EXERCISE INPUTS:
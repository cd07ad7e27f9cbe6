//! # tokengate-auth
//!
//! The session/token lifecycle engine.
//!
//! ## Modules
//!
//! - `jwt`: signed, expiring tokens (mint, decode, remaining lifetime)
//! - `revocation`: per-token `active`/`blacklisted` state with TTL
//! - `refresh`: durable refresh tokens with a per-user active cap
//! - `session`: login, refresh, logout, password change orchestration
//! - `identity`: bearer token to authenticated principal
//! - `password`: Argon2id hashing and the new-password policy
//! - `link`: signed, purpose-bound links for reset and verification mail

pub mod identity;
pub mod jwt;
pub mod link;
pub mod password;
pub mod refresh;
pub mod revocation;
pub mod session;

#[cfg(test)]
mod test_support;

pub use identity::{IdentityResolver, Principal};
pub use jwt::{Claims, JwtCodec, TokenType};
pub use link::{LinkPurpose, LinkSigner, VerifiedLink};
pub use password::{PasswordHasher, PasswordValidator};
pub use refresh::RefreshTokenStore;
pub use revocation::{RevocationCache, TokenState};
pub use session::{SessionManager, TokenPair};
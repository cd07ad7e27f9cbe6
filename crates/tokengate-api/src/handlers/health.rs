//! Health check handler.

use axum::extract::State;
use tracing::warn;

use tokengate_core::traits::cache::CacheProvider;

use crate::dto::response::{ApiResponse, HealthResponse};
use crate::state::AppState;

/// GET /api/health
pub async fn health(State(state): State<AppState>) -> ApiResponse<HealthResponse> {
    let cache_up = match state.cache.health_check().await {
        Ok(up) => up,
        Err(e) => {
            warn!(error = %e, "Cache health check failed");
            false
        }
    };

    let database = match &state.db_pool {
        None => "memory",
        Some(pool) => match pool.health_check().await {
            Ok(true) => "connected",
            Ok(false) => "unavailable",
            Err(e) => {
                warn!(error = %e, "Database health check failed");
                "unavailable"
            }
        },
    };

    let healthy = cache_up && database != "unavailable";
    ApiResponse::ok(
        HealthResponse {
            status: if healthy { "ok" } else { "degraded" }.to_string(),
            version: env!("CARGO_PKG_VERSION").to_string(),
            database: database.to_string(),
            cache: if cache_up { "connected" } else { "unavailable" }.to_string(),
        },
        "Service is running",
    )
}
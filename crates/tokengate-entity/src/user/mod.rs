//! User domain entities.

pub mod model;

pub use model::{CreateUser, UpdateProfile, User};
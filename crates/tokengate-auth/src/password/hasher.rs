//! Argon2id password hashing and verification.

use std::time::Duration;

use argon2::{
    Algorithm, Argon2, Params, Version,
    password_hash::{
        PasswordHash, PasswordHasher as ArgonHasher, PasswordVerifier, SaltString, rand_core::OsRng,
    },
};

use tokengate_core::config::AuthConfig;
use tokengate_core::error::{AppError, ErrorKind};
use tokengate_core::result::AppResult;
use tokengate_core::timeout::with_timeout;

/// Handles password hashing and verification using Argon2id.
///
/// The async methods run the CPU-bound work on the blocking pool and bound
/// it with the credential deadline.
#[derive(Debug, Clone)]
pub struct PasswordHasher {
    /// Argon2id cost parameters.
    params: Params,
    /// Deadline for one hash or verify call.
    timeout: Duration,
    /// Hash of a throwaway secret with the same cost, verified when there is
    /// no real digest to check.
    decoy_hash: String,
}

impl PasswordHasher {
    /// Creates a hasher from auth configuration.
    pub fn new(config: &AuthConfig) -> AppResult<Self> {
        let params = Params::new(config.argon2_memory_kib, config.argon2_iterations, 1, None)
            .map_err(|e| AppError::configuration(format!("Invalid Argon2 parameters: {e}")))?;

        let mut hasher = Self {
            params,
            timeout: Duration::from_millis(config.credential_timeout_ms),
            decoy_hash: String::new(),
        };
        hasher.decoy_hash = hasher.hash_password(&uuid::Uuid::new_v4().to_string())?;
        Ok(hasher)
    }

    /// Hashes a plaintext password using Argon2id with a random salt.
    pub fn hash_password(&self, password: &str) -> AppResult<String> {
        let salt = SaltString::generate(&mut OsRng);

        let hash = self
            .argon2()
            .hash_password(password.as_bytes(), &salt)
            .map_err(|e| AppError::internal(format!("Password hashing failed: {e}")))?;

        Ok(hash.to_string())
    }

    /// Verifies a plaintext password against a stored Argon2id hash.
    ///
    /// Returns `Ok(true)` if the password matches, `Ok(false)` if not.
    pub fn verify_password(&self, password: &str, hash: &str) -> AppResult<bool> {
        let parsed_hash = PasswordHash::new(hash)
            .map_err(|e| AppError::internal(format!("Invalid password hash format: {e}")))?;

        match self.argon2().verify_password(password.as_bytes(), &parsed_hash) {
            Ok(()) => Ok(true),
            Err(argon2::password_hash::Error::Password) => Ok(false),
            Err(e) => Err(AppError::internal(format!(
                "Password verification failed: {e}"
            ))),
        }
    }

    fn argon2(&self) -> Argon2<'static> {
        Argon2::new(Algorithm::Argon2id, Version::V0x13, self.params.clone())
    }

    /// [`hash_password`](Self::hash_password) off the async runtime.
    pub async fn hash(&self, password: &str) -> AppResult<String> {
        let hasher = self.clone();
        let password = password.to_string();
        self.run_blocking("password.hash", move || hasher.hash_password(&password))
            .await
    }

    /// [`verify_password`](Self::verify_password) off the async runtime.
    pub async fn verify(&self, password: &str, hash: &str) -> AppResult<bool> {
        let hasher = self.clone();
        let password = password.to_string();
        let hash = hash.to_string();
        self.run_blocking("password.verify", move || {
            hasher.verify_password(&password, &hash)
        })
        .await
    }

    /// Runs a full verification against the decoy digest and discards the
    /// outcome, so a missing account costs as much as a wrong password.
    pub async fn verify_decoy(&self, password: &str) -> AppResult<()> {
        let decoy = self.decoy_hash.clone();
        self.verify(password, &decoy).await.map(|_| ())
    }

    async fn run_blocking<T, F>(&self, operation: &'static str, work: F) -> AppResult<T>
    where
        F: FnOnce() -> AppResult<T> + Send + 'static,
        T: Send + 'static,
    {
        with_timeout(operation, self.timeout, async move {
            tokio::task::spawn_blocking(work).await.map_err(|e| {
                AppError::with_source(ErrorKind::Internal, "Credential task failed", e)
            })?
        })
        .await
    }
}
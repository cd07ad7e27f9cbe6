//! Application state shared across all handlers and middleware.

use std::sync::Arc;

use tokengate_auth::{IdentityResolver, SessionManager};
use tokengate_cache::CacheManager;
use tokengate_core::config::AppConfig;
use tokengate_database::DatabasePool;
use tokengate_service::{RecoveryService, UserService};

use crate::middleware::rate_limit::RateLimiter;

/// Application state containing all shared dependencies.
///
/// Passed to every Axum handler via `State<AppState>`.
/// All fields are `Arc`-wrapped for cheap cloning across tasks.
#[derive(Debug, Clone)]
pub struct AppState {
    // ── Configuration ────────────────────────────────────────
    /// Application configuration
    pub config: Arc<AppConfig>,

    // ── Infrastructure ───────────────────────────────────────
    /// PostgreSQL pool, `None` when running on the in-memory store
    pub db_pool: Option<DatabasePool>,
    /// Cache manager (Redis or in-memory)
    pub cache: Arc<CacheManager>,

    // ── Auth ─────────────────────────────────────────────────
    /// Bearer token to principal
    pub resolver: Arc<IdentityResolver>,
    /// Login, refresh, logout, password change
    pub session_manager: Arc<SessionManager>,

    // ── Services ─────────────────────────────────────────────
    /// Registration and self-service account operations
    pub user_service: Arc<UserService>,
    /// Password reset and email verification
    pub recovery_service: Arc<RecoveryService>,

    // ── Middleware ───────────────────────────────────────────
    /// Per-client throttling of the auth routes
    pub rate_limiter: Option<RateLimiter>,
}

YOUR INSTRUCTIONS: Lines holding the string "None": find them in the listing above and copy each one.

ANSWER TO THE PROBLEM:
        None => "memory",
        let params = Params::new(config.argon2_memory_kib, config.argon2_iterations, 1, None)
    /// PostgreSQL pool, `None` when running on the in-memory store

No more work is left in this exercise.